The guidelines also task states with “independently” securing personal protective equipment and key equipment such as ventilators, despite the fact that the federal government has intervened calamitously in this supply chain.
There are many other perplexities to be found: Why are schools, camps and other activities to be opened only in phase two, when Denmark seems to be successfully starting its process of reopening with schools? Why should bars remain closed longer than restaurants? Why isn’t it mandatory to wear masks in public? Why is nonessential business travel only minimized and not prohibited in phase one and can fully resume in phase two?
A lack of decisive action from the federal government has already cost thousands of American lives. It is the widespread actions of the concerned public that have made the worst case scenario less horrific.
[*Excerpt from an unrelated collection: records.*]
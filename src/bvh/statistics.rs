use std::fmt::Display;

use crate::util::Stats;

use super::{Bvh, NodeKind, NodeRef};

/// Shape summary of a hierarchy.
#[derive(Clone, Debug, PartialEq)]
pub struct BvhStatistics {
    /// Number of inner nodes above each leaf.
    pub leaf_depth: Stats,
    pub inner_node_child_count: Stats,
    pub leaf_size: Stats,
    pub motion_nodes: usize,
}

impl<const N: usize> Bvh<N> {
    pub fn statistics(&self) -> BvhStatistics {
        let mut inner_node_child_count = Stats::default();
        let mut leaf_size = Stats::default();
        let mut motion_nodes = 0;

        self.visit_reachable(self.root, &mut |node| match node.kind() {
            NodeKind::Inner(index) => {
                let node = &self.nodes[index];
                inner_node_child_count.add_sample(node.child_count());
                motion_nodes += node.is_motion() as usize;
            }
            NodeKind::Leaf(range) => leaf_size.add_sample(range.len()),
            NodeKind::Empty | NodeKind::Invalid => {}
        });

        BvhStatistics {
            leaf_depth: self.depth_statistics_recursive(self.root),
            inner_node_child_count,
            leaf_size,
            motion_nodes,
        }
    }

    fn depth_statistics_recursive(&self, node: NodeRef) -> Stats {
        match node.kind() {
            NodeKind::Leaf(_) => Stats::new_single(0),
            NodeKind::Empty | NodeKind::Invalid => Stats::default(),
            NodeKind::Inner(index) => {
                let node = &self.nodes[index];
                node.children()[..node.child_count()]
                    .iter()
                    .map(|child| self.depth_statistics_recursive(*child))
                    .fold(Stats::default(), |a, b| a.merge(&b))
                    .offset(1)
            }
        }
    }

    fn visit_reachable(&self, node: NodeRef, f: &mut impl FnMut(NodeRef)) {
        f(node);
        if let NodeKind::Inner(index) = node.kind() {
            let node = &self.nodes[index];
            for child in &node.children()[..node.child_count()] {
                self.visit_reachable(*child, f);
            }
        }
    }
}

impl Display for BvhStatistics {
    fn fmt(&self, f: &mut std::fmt::Formatter<'_>) -> std::fmt::Result {
        writeln!(f, "Leaf depth: {}", self.leaf_depth)?;
        writeln!(f, "Inner node child count: {}", self.inner_node_child_count)?;
        writeln!(f, "Leaf size: {}", self.leaf_size)?;
        write!(f, "Motion nodes: {}", self.motion_nodes)
    }
}

#[cfg(test)]
mod tests {
    use super::*;
    use crate::{
        bvh::{AlignedNode, Node, NodeIdx},
        geometry::{WorldBox, WorldPoint},
    };
    use assert2::assert;
    use index_vec::IndexVec;

    #[test]
    fn two_level_statistics() {
        let b = WorldBox::new(WorldPoint::new(0.0, 0.0, 0.0), WorldPoint::new(1.0, 1.0, 1.0));
        let mut nodes = IndexVec::<NodeIdx, Node<4>>::new();
        let inner = nodes.push(Node::Aligned(
            AlignedNode::new(&[
                (NodeRef::new_leaf(1u32.into(), 2), b.clone()),
                (NodeRef::new_leaf(3u32.into(), 4), b.clone()),
            ])
            .unwrap(),
        ));
        let root = nodes.push(Node::Aligned(
            AlignedNode::new(&[
                (NodeRef::new_leaf(0u32.into(), 1), b.clone()),
                (NodeRef::new_inner(inner), b.clone()),
            ])
            .unwrap(),
        ));
        let bvh = Bvh::from_nodes(nodes, NodeRef::new_inner(root), 7).unwrap();
        let stats = bvh.statistics();

        assert!(stats.leaf_depth.min == 1);
        assert!(stats.leaf_depth.max == 2);
        assert!(stats.leaf_depth.count == 3);
        assert!(stats.inner_node_child_count.avg == 2.0);
        assert!(stats.leaf_size.max == 4);
        assert!(stats.leaf_size.count == 3);
        assert!(stats.motion_nodes == 0);
        assert!(format!("{stats}").contains("Leaf size: 1 - 4"));
    }

    #[test]
    fn empty_statistics() {
        let stats = Bvh::<4>::empty().statistics();
        assert!(stats.leaf_depth.count == 0);
        assert!(stats.leaf_size.count == 0);
    }
}
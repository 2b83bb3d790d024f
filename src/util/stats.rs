use std::fmt::Display;

/// Running min / max / mean of integer samples.
#[derive(Clone, Debug, PartialEq)]
pub struct Stats {
    pub count: usize,
    pub min: usize,
    pub max: usize,
    pub avg: f32,
}

impl Stats {
    pub fn new_single(v: usize) -> Self {
        Stats {
            count: 1,
            min: v,
            max: v,
            avg: v as f32,
        }
    }

    pub fn add_sample(&mut self, value: usize) {
        self.count += 1;
        self.min = self.min.min(value);
        self.max = self.max.max(value);
        self.avg += (value as f32 - self.avg) / (self.count as f32);
    }

    pub fn add_samples(&mut self, values: impl IntoIterator<Item = usize>) {
        for value in values {
            self.add_sample(value);
        }
    }

    pub fn merge(&self, other: &Self) -> Self {
        let count = self.count + other.count;
        Stats {
            count,
            min: self.min.min(other.min),
            max: self.max.max(other.max),
            avg: if count > 0 {
                (self.avg * self.count as f32 + other.avg * other.count as f32) / count as f32
            } else {
                0.0
            },
        }
    }

    /// Shifts every sample by `offset`, keeping the count.
    pub fn offset(&self, offset: usize) -> Self {
        if self.count == 0 {
            return self.clone();
        }
        Stats {
            count: self.count,
            min: self.min + offset,
            max: self.max + offset,
            avg: self.avg + offset as f32,
        }
    }
}

impl Default for Stats {
    fn default() -> Self {
        Stats {
            count: 0,
            min: usize::MAX,
            max: 0,
            avg: 0.0,
        }
    }
}

impl FromIterator<usize> for Stats {
    fn from_iter<T: IntoIterator<Item = usize>>(iter: T) -> Self {
        let mut stats = Stats::default();
        stats.add_samples(iter);
        stats
    }
}

impl Display for Stats {
    fn fmt(&self, f: &mut std::fmt::Formatter<'_>) -> std::fmt::Result {
        if self.count == 0 {
            return write!(f, "no samples");
        }
        write!(
            f,
            "{} - {}; avg {:.1}; {} samples",
            self.min, self.max, self.avg, self.count
        )
    }
}
use nalgebra::Vector3;
use simba::simd::{SimdPartialOrd as _, SimdValue as _};

use crate::{
    geometry::WorldPoint,
    util::{
        LaneMask,
        simba::{SimdFloat, bits},
    },
};

use super::{INVALID_ID, Ray};

/// Structure-of-arrays group of `W::LANES` rays, one vector per float field.
#[derive(Copy, Clone, Debug)]
pub struct RayPacket<W: SimdFloat> {
    pub origin: Vector3<W>,
    pub direction: Vector3<W>,
    pub tnear: W,
    pub tfar: W,
    pub time: W,
    pub mask: W::Ints,
    pub instance_id: W::Ints,

    pub normal: Vector3<W>,
    pub u: W,
    pub v: W,
    pub geometry_id: W::Ints,
    pub primitive_id: W::Ints,
}

impl<W: SimdFloat> RayPacket<W> {
    /// Packet where every lane is inactive (`tnear = 0`, `tfar = -inf`) and has no hit.
    pub fn inactive() -> Self {
        let zero = W::splat(0.0);
        let mut invalid = W::Ints::default();
        invalid.as_mut().fill(INVALID_ID);
        let mut all_bits = W::Ints::default();
        all_bits.as_mut().fill(u32::MAX);
        RayPacket {
            origin: Vector3::repeat(zero),
            direction: Vector3::repeat(zero),
            tnear: zero,
            tfar: W::neg_infinity(),
            time: zero,
            mask: all_bits,
            instance_id: invalid,
            normal: Vector3::repeat(zero),
            u: zero,
            v: zero,
            geometry_id: invalid,
            primitive_id: invalid,
        }
    }

    /// Builds a packet from up to `W::LANES` rays, remaining lanes are inactive.
    pub fn from_rays(rays: &[Ray]) -> Self {
        assert!(rays.len() <= W::LANES);
        let mut packet = Self::inactive();
        for (lane, ray) in rays.iter().enumerate() {
            packet.set(lane, ray);
        }
        packet
    }

    /// Lanes with `tnear <= tfar`.
    pub fn active_lanes(&self) -> LaneMask {
        LaneMask::from_bits(bits::<W>(self.tnear.simd_le(self.tfar)))
    }

    pub fn get(&self, lane: usize) -> Ray {
        Ray {
            origin: WorldPoint::from(self.origin.extract(lane)),
            direction: self.direction.extract(lane),
            tnear: self.tnear.extract(lane),
            tfar: self.tfar.extract(lane),
            time: self.time.extract(lane),
            mask: self.mask.as_ref()[lane],
            instance_id: self.instance_id.as_ref()[lane],
            normal: self.normal.extract(lane),
            u: self.u.extract(lane),
            v: self.v.extract(lane),
            geometry_id: self.geometry_id.as_ref()[lane],
            primitive_id: self.primitive_id.as_ref()[lane],
        }
    }

    /// Stores every field of the ray in the given lane.
    pub fn set(&mut self, lane: usize, ray: &Ray) {
        self.origin.replace(lane, ray.origin.coords);
        self.direction.replace(lane, ray.direction);
        self.tnear.replace(lane, ray.tnear);
        self.time.replace(lane, ray.time);
        self.mask.as_mut()[lane] = ray.mask;
        self.set_hit(lane, ray);
    }

    /// Stores only the hit record of the ray (`tfar` and the hit fields) in the given lane.
    pub fn set_hit(&mut self, lane: usize, ray: &Ray) {
        self.tfar.replace(lane, ray.tfar);
        self.instance_id.as_mut()[lane] = ray.instance_id;
        self.normal.replace(lane, ray.normal);
        self.u.replace(lane, ray.u);
        self.v.replace(lane, ray.v);
        self.geometry_id.as_mut()[lane] = ray.geometry_id;
        self.primitive_id.as_mut()[lane] = ray.primitive_id;
    }
}
//! Cardinal plural categories and their dictionary key suffixes.
//!
//! Categories come from the CLDR rules in `intl_pluralrules`. Languages
//! without CLDR data use `one` for exactly 1 and `other` for the rest.

use std::cell::RefCell;
use std::collections::HashMap;

use intl_pluralrules::{PluralCategory as CldrCategory, PluralRuleType, PluralRules};
use unic_langid::LanguageIdentifier;

#[derive(Debug, Clone, Copy, PartialEq, Eq)]
pub enum PluralCategory {
    Zero,
    One,
    Two,
    Few,
    Many,
    Other,
}

impl PluralCategory {
    /// Suffix appended to a key to select this variant (`count_one`).
    pub fn suffix(self) -> &'static str {
        match self {
            Self::Zero => "zero",
            Self::One => "one",
            Self::Two => "two",
            Self::Few => "few",
            Self::Many => "many",
            Self::Other => "other",
        }
    }
}

impl From<CldrCategory> for PluralCategory {
    fn from(category: CldrCategory) -> Self {
        match category {
            CldrCategory::ZERO => Self::Zero,
            CldrCategory::ONE => Self::One,
            CldrCategory::TWO => Self::Two,
            CldrCategory::FEW => Self::Few,
            CldrCategory::MANY => Self::Many,
            CldrCategory::OTHER => Self::Other,
        }
    }
}

thread_local! {
    // Keyed by the tag as passed in; `None` records a language without rules.
    static RULES: RefCell<HashMap<String, Option<PluralRules>>> = RefCell::new(HashMap::new());
}

/// Rules for the full tag, else for its primary language subtag.
fn rules_for(language: &str) -> Option<PluralRules> {
    let id: LanguageIdentifier = language.replace('_', "-").parse().ok()?;
    let primary = LanguageIdentifier::from_parts(id.language, None, None, &[]);
    PluralRules::create(id, PluralRuleType::CARDINAL)
        .or_else(|_| PluralRules::create(primary, PluralRuleType::CARDINAL))
        .ok()
}

/// Plural category for `count` in `language`.
pub fn category(language: &str, count: i64) -> PluralCategory {
    RULES.with(|rules| {
        let mut rules = rules.borrow_mut();
        let entry = rules.entry(language.to_string()).or_insert_with(|| {
            let found = rules_for(language);
            if found.is_none() {
                tracing::debug!(language, "no plural rules for language, using one/other");
            }
            found
        });
        match entry.as_ref().and_then(|r| r.select(count).ok()) {
            Some(category) => category.into(),
            None if count == 1 => PluralCategory::One,
            None => PluralCategory::Other,
        }
    })
}
//! Build script: generates typed key constants from the reference
//! dictionaries in `locales/en/`.
//!
//! Each `locales/en/<namespace>.json` becomes `keys::<namespace>` with a
//! `NAMESPACE` constant, one constant per leaf key (plural suffixes
//! collapsed, so `count_one`/`count_other` yield a single `COUNT`) and an
//! `ALL` slice. A key removed from the reference stops compiling wherever
//! it is still used.

use std::collections::BTreeMap;
use std::env;
use std::fmt::Write as _;
use std::fs;
use std::path::{Path, PathBuf};

use serde_json::Value;

const REFERENCE_LANGUAGE: &str = "en";
const PLURAL_SUFFIXES: &[&str] = &["_zero", "_one", "_two", "_few", "_many", "_other"];

fn main() {
    let manifest_dir = PathBuf::from(env::var("CARGO_MANIFEST_DIR").expect("CARGO_MANIFEST_DIR is set by cargo"));
    let reference_dir = manifest_dir.join("locales").join(REFERENCE_LANGUAGE);
    println!("cargo:rerun-if-changed=locales");
    println!("cargo:rerun-if-changed={}", reference_dir.display());

    let mut namespaces: BTreeMap<String, Vec<String>> = BTreeMap::new();
    if let Ok(entries) = fs::read_dir(&reference_dir) {
        for entry in entries.flatten() {
            let path = entry.path();
            if path.extension().and_then(|s| s.to_str()) != Some("json") {
                continue;
            }
            println!("cargo:rerun-if-changed={}", path.display());
            let Some(namespace) = path.file_stem().and_then(|s| s.to_str()) else {
                continue;
            };
            namespaces.insert(namespace.to_string(), read_keys(&path));
        }
    } else {
        println!(
            "cargo:warning=no reference dictionaries at {}; generating empty key modules",
            reference_dir.display()
        );
    }

    let out = PathBuf::from(env::var("OUT_DIR").expect("OUT_DIR is set by cargo")).join("keys.rs");
    fs::write(&out, render(&namespaces)).expect("failed to write generated keys.rs");
}

fn read_keys(path: &Path) -> Vec<String> {
    let raw = fs::read_to_string(path).unwrap_or_else(|err| panic!("cannot read {}: {err}", path.display()));
    let value: Value =
        serde_json::from_str(&raw).unwrap_or_else(|err| panic!("{} is not valid JSON: {err}", path.display()));
    let mut keys = Vec::new();
    flatten(&value, "", &mut keys);
    keys
}

fn flatten(value: &Value, prefix: &str, out: &mut Vec<String>) {
    match value {
        Value::Object(map) => {
            for (key, child) in map {
                let path = if prefix.is_empty() {
                    key.clone()
                } else {
                    format!("{prefix}.{key}")
                };
                flatten(child, &path, out);
            }
        }
        _ if !prefix.is_empty() => out.push(prefix.to_string()),
        _ => {}
    }
}

fn strip_plural(key: &str) -> &str {
    PLURAL_SUFFIXES
        .iter()
        .find_map(|suffix| key.strip_suffix(suffix))
        .unwrap_or(key)
}

/// `stats.totalClients` -> `STATS_TOTAL_CLIENTS`.
fn const_name(key: &str) -> String {
    let mut name = String::with_capacity(key.len() + 4);
    let mut prev_lower = false;
    for c in key.chars() {
        if c.is_ascii_uppercase() && prev_lower {
            name.push('_');
        }
        if c.is_ascii_alphanumeric() {
            name.push(c.to_ascii_uppercase());
            prev_lower = c.is_ascii_lowercase() || c.is_ascii_digit();
        } else {
            if !name.ends_with('_') {
                name.push('_');
            }
            prev_lower = false;
        }
    }
    let name = name.trim_matches('_').to_string();
    if name.starts_with(|c: char| c.is_ascii_digit()) {
        format!("K_{name}")
    } else {
        name
    }
}

fn module_name(namespace: &str) -> String {
    let name: String = namespace
        .chars()
        .map(|c| if c.is_ascii_alphanumeric() { c.to_ascii_lowercase() } else { '_' })
        .collect();
    match name.as_str() {
        "" => "_".to_string(),
        "self" | "super" | "crate" | "type" | "mod" | "use" | "fn" | "impl" => format!("r#{name}"),
        _ if name.starts_with(|c: char| c.is_ascii_digit()) => format!("ns_{name}"),
        _ => name,
    }
}

fn render(namespaces: &BTreeMap<String, Vec<String>>) -> String {
    let mut out = String::from("// @generated by build.rs from locales/en. Do not edit.\n\n");
    for (namespace, keys) in namespaces {
        let mut constants: BTreeMap<String, String> = BTreeMap::new();
        for key in keys {
            let base = strip_plural(key);
            let name = const_name(base);
            if name.is_empty() {
                continue;
            }
            if name == "NAMESPACE" || name == "ALL" {
                println!("cargo:warning={namespace}: key `{base}` clashes with a reserved constant; skipped");
                continue;
            }
            match constants.get(&name) {
                Some(existing) if existing != base => {
                    println!("cargo:warning={namespace}: `{base}` and `{existing}` both map to {name}; keeping `{existing}`");
                }
                Some(_) => {}
                None => {
                    constants.insert(name, base.to_string());
                }
            }
        }

        let _ = writeln!(out, "pub mod {} {{", module_name(namespace));
        let _ = writeln!(out, "    pub const NAMESPACE: &str = {namespace:?};");
        for (name, key) in &constants {
            let _ = writeln!(out, "    pub const {name}: &str = {key:?};");
        }
        let _ = writeln!(out, "    pub const ALL: &[&str] = &[");
        for name in constants.keys() {
            let _ = writeln!(out, "        {name},");
        }
        let _ = writeln!(out, "    ];");
        let _ = writeln!(out, "}}\n");
    }
    out
}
Now, everyone wants to get back to some semblance of normalcy as quickly as possible. Will Mr. Trump’s guidelines offer people the protections from risk and the reassurance they need?
They are a start. But making Americans comfortable enough to re-engage in commerce and social activity is the key to restarting the economy. Our individual tolerance for risk will determine what daily life looks like in the coming months and how the swift the recovery will be. It is doubtful that Mr. Trump’s guidelines will convince 330 million Americans that the risk to their lives is low enough to send their children to school, return to work, and pick up where they left off.